Monday, November 20, 2006

Citation du 21 novembre 2006

Au rebours des autres siècles qui pratiquèrent la torture négligemment, celui-ci, plus exigeant, y apporte un souci de purisme qui fait honneur à notre cruauté.
Emile CIORAN Syllogismes de l'amertume -1952
C’est vrai que Cioran se trompe s’il croit que les siècles passés ont ignoré la recherche d’une torture rationnelle, mesurée et calculée. Sous l’Ancien Régime, la question était un acte judiciaire réglementé : tant de peintes d’eau à faire absorber au prévenu ; tant de coups de fouet au coupable, etc.. (1)
Mais il ne se trompe pas hélas pour ce qui est de notre époque. Georges W Bush a fait voter par le Congrès le Military Commissions Act : ce nouveau texte interdit la torture lors des interrogatoires. Oui, mais il laisse aussi au chef de la Maison Blanche le soin de préciser les méthodes d'interrogatoire qui seront effectivement utilisées, et qui pourront être des techniques « alternatives », légitimant un peu plus l'usage de la torture par les agents de la CIA. Comprenne qui pourra…
J’ajouterai simplement que Cioran, adepte du pessimisme, voit juste lorsqu’il montre que le progrès de l’humanité est celui de la rationalité et de la rigueur … dans la cruauté.

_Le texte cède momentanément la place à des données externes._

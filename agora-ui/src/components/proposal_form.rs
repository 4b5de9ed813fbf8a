//! Proposal Form Component
//!
//! Collects a title and description and submits them through the
//! gateway, waiting for the transaction to be mined.

use agora::{AppError, FormState, ProposalForm, Surface};
use leptos::*;

use crate::state::GlobalState;

#[component]
pub fn ProposalFormPanel() -> impl IntoView {
    let state = use_context::<GlobalState>().expect("GlobalState not found");
    let account = state.account;
    let configured = state.is_configured();
    let form = create_rw_signal(ProposalForm::new());

    let can_submit = move || configured && form.with(|f| f.can_submit(account.get()));
    let submitting = move || form.with(|f| f.state() == FormState::Submitting);

    let on_submit = move |ev: web_sys::SubmitEvent| {
        ev.prevent_default();

        let mut started = None;
        form.update(|f| started = Some(f.begin(account.get_untracked())));
        let ticket = match started {
            Some(Ok(ticket)) => ticket,
            Some(Err(e)) => {
                state.show_warning(e.to_string());
                return;
            }
            None => return,
        };

        let state = state.clone();
        spawn_local(async move {
            let result = match state.ready_gateway() {
                Ok(gateway) => gateway
                    .create_proposal(ticket.signer, &ticket.title, &ticket.description)
                    .await
                    .map_err(AppError::from_write),
                Err(e) => Err(e),
            };
            let succeeded = result.is_ok();
            form.update(|f| f.settle(ticket, succeeded));

            match result {
                Ok(receipt) => {
                    // Explicit reload on top of the event-driven one
                    state.refresh().await;
                    state.show_info(format!(
                        "Proposal submitted in block {}.",
                        receipt.block_number
                    ));
                }
                Err(err) => state.report(&err, Surface::Alert),
            }
        });
    };

    view! {
        <section class="bg-gray-800 rounded-lg p-6">
            <h2 class="text-lg font-semibold mb-4">"New Proposal"</h2>

            <form on:submit=on_submit class="space-y-4">
                <div>
                    <label class="block text-sm text-gray-400 mb-2">"Title"</label>
                    <input
                        type="text"
                        prop:value=move || form.with(|f| f.draft().title.clone())
                        on:input=move |ev| form.update(|f| f.set_title(event_target_value(&ev)))
                        disabled=submitting
                        class="w-full bg-gray-700 rounded-lg px-4 py-3 text-white
                               border border-gray-600 focus:border-primary-500 focus:outline-none"
                    />
                </div>

                <div>
                    <label class="block text-sm text-gray-400 mb-2">"Description"</label>
                    <textarea
                        rows="5"
                        prop:value=move || form.with(|f| f.draft().description.clone())
                        on:input=move |ev| form.update(|f| f.set_description(event_target_value(&ev)))
                        disabled=submitting
                        class="w-full bg-gray-700 rounded-lg px-4 py-3 text-white
                               border border-gray-600 focus:border-primary-500 focus:outline-none"
                    />
                </div>

                <button
                    type="submit"
                    disabled=move || !can_submit()
                    class="w-full bg-primary-600 hover:bg-primary-700 disabled:bg-gray-600
                           disabled:cursor-not-allowed rounded-lg py-3 font-semibold
                           transition-colors flex items-center justify-center space-x-2"
                >
                    {move || if submitting() {
                        view! {
                            <div class="loading-spinner w-5 h-5" />
                            <span>"Submitting..."</span>
                        }.into_view()
                    } else {
                        view! {
                            <span>"Submit Proposal"</span>
                        }.into_view()
                    }}
                </button>

                {move || {
                    account.get().is_none().then(|| view! {
                        <p class="text-sm text-gray-400">"Connect a wallet to submit a proposal."</p>
                    })
                }}
            </form>
        </section>
    }
}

La sauvagerie du soudard qui pille et viole est dépassée. Voyez la Bosnie où les Serbes ont pratiqué le viol politique, destiné à ruiner toute possibilité pour leurs adversaires de revivre normalement après la fin du conflit. La torture n’est donc pas uniquement l’expression d’une pulsion violente et sadique ; elle n’est donc pas seulement l’expression de la bête humaine. Elle est aussi la conséquence de la disqualification de l’autre comme être humain, sa transformation en chose. Et alors, il importe peu que la torture soit mutilante ou simple interrogatoire « musclé ». Dans tous les cas l’humain a disparu, et la victime n’est rien de plus qu’un morceau de fer ou de bois, à limer ou à fendre.
On connaît le poncif du film évoquant les atrocités nazies : le führer des SS assiste à la torture sauvage d’un prisonnier dans son bureau, et il caresse en même temps son chat. On fait à l’homme ce qu’on ne ferait pas à un animal.
(1) Lire là-dessus, Michel Foucault Surveiller et punir, le chapitre 1 consacré au supplice de Damien.